[Information given Boundary: Start]

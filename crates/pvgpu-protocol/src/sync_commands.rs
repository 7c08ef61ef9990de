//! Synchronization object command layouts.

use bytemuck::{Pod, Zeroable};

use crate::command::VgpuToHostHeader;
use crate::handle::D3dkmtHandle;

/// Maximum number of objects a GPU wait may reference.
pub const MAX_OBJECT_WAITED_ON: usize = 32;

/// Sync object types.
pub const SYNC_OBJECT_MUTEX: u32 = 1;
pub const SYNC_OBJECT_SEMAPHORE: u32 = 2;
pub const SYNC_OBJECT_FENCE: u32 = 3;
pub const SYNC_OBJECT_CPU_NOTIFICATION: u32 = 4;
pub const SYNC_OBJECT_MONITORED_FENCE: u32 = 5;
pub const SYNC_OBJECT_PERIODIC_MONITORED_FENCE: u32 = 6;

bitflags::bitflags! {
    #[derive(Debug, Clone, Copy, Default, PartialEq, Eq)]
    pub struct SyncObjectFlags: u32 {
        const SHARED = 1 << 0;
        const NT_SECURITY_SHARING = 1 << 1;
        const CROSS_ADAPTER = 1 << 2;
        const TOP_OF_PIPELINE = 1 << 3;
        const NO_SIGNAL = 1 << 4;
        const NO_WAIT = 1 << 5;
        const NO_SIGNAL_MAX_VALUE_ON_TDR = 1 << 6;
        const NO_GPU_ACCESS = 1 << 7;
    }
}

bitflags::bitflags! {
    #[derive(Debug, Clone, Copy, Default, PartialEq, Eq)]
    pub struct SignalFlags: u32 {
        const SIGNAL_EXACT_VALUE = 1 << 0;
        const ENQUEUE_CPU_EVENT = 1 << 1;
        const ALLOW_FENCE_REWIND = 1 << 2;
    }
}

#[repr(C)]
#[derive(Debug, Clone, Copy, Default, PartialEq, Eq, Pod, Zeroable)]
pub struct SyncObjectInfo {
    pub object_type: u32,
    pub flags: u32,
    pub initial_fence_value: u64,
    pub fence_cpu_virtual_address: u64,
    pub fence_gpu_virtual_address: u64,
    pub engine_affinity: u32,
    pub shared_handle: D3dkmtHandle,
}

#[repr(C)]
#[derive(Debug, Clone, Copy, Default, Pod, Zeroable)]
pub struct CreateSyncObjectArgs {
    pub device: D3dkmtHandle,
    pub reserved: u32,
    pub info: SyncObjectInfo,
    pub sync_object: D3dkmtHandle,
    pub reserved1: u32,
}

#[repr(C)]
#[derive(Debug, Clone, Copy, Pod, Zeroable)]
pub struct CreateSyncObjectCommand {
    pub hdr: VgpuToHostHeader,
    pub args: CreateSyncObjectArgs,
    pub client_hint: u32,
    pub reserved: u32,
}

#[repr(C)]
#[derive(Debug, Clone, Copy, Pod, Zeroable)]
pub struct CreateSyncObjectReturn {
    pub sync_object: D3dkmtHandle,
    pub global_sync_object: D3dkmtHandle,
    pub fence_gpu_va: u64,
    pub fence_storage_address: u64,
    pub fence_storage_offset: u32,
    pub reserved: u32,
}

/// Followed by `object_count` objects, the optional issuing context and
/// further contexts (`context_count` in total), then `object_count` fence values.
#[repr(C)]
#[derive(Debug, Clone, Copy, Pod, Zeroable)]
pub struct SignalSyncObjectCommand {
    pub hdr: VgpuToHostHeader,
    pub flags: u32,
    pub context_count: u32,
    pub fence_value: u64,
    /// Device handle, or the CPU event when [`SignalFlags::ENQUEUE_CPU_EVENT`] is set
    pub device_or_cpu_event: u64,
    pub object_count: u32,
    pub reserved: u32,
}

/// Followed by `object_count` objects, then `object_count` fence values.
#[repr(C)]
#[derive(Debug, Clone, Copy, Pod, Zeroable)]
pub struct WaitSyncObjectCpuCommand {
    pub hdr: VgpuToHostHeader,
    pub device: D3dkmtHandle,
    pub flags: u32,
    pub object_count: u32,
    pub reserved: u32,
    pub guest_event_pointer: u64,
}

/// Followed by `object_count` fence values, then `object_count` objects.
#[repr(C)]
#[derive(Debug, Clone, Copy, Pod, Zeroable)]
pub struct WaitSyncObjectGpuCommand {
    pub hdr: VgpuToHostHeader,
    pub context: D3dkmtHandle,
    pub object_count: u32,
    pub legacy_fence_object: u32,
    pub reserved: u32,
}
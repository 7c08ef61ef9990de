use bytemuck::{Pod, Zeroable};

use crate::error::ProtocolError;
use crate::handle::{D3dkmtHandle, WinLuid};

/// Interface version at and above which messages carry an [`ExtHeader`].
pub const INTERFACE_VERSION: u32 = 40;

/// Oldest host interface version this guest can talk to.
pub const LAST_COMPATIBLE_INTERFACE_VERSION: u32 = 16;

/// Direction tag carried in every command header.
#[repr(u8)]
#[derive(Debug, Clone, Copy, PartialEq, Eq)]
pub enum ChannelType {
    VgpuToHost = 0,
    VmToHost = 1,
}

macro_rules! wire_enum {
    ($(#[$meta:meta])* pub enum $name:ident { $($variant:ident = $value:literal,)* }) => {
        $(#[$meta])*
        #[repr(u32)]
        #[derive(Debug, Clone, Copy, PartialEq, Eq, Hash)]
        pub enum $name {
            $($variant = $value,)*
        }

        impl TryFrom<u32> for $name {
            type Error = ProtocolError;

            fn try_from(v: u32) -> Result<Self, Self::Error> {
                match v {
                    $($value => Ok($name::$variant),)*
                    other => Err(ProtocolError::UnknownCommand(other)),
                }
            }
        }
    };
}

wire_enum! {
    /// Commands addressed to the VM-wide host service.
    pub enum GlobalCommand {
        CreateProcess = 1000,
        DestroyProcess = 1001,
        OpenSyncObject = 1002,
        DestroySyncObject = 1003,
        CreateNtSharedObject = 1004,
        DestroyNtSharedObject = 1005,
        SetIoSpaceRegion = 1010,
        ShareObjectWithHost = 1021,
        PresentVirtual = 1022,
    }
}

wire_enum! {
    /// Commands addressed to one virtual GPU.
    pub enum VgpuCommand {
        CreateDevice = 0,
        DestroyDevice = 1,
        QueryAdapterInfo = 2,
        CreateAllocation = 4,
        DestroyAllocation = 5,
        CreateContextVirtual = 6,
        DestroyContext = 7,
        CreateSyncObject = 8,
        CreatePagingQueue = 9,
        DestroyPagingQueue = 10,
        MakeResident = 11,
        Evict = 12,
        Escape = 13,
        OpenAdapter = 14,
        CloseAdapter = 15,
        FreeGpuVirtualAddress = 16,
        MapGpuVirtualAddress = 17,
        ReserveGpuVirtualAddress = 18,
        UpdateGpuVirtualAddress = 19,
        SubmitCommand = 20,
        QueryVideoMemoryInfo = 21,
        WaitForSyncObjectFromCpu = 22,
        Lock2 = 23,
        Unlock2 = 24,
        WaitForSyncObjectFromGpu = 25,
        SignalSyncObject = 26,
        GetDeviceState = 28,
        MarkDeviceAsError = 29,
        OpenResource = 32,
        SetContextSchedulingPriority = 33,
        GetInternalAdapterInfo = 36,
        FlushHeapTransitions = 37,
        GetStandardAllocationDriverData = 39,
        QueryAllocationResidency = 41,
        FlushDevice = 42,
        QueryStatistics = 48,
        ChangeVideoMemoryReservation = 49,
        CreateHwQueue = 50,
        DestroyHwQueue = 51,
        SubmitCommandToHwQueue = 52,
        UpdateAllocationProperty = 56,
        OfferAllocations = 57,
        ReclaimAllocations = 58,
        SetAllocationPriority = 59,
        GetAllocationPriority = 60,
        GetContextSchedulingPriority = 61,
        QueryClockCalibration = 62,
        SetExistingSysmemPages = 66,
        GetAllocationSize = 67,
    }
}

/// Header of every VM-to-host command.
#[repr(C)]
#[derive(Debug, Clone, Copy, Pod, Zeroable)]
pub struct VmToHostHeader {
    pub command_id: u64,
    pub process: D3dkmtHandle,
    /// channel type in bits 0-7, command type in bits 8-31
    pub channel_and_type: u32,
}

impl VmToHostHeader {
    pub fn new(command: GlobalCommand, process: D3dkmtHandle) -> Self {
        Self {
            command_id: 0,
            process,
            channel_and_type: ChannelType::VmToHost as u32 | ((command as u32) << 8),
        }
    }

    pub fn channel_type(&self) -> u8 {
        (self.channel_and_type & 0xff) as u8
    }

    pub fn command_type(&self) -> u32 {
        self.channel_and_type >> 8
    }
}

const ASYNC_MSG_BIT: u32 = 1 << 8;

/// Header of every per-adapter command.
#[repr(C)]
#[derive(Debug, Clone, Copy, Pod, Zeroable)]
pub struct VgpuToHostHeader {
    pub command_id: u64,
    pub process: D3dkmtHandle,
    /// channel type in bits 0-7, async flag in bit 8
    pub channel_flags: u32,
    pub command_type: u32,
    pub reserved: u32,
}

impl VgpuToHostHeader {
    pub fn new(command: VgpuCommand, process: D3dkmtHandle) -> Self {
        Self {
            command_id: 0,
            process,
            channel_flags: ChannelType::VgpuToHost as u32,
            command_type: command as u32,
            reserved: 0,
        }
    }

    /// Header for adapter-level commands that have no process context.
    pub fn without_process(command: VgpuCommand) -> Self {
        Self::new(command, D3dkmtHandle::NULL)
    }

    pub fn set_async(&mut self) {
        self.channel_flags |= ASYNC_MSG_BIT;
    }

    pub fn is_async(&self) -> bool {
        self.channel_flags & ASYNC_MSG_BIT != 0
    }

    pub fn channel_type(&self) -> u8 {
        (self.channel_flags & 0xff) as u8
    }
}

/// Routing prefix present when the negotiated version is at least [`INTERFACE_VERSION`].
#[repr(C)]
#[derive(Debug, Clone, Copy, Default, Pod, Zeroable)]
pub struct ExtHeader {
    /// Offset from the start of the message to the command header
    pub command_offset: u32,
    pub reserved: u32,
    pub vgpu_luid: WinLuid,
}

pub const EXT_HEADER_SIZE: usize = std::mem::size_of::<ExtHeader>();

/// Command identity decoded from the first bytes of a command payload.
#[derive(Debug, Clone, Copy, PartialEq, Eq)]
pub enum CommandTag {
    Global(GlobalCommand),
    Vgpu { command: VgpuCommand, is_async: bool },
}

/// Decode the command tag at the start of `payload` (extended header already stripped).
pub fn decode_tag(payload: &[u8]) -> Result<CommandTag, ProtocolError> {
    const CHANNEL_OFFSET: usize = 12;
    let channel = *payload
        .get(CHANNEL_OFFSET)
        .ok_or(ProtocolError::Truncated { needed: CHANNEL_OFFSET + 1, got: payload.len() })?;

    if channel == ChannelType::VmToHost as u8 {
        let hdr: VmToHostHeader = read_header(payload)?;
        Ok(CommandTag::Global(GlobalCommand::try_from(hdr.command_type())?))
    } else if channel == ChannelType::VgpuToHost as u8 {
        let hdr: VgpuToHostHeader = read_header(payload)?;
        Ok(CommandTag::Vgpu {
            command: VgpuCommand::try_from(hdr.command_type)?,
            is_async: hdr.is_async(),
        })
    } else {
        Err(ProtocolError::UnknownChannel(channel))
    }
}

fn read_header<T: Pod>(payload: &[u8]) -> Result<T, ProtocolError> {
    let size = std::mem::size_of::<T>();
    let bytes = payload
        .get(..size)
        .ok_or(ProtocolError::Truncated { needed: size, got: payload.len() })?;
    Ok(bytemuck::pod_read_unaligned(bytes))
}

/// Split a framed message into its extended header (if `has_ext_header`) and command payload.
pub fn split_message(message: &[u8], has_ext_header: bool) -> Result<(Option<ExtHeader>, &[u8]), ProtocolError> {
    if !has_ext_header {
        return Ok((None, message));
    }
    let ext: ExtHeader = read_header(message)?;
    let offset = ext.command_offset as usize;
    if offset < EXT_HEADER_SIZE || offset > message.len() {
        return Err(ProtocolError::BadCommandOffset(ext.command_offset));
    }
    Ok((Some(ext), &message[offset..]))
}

[Information given Boundary: End]

Which lines of the data include the string "addressed"? Find them and copy each one.

    /// Commands addressed to the VM-wide host service.
    /// Commands addressed to one virtual GPU.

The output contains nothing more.